Heres a nice tank w/ 1.6 WPG of T5
http://www.plantedtank.net/forums/tank-journals-photo-album/41827-avalons-100g.html


----------



## hoppycalif (Apr 7, 2005)

duzzy said:


> Hi there,
> 
> are watts needed for t5's the same formula used for fluros? would 6x54watt t5's be enough/too much for a 4x2x2?
> 
> Regards Darren


T5 lights typically come with good reflectors, usually an individual reflector for each bulb. The bulbs are also much brighter than other fluorescent tubes. You need less watts of T5 light to give the light intensity that AH Supply type lights give. How much less depends on the reflectors, the bulbs, etc. I think if you use about 25% less wattage with T5 lights you will be in the right ballpark.

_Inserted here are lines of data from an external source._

//! Random nonce source, injectable like [`crate::time::Clock`].

/// Source of 32-bit client nonces
pub trait NonceSource: Send + Sync {
    /// Produce the next nonce
    fn next_nonce(&self) -> u32;
}

/// Thread-local RNG backed nonces
#[derive(Debug, Clone, Copy, Default)]
pub struct RandomNonce;

impl NonceSource for RandomNonce {
    fn next_nonce(&self) -> u32 {
        rand::random::<u32>()
    }
}

/// Always returns the same nonce (for tests)
#[derive(Debug, Clone, Copy)]
pub struct FixedNonce(pub u32);

impl NonceSource for FixedNonce {
    fn next_nonce(&self) -> u32 {
        self.0
    }
}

A 4x2x2 tank is about 120 gallons, and you propose 6x54 watts of light or 324 watts, which gives 2.7 watts per gallon. In my opinion that is too much light unless you really want to spend a lot of time pruning, cleaning, monitoring conditions, etc. 4x54 watts would be 216 watts or 1.8 watts per gallon - much more reasonable, in my opinion. Or, you could use the 6x54 watt fixture and suspend it 6 inches or so above the tank.


----------



## duzzy (Feb 9, 2008)

Thanks guys, hoppy with this plant list would 3x54w (1.4wpg) be ok?

Microsorum pteropus narrow leaf
Microsorum pteropus

Nymphea lotus “red tiger lotus”
or
Nymphea lotus “green tiger lotus”
or
Nymphaea lotus “malay red”

Echinodorus “Devils eye”
Echinodorus “red flame”
Echinodorus martii
Echinodorus tenellus

Anubias Nana

Cryptocorne Becketii
Cryptocorne Wendtii “brown and green”
Cryptocorne Petchii
Cryptocorne Undulata

Blyxa japonica


----------



## hoppycalif (Apr 7, 2005)

The Blyxa japonica would probably do better with more light. The lotus, I have no experience with. The others would, I think do ok with 1.4 watts per gallon of T5 light.


----------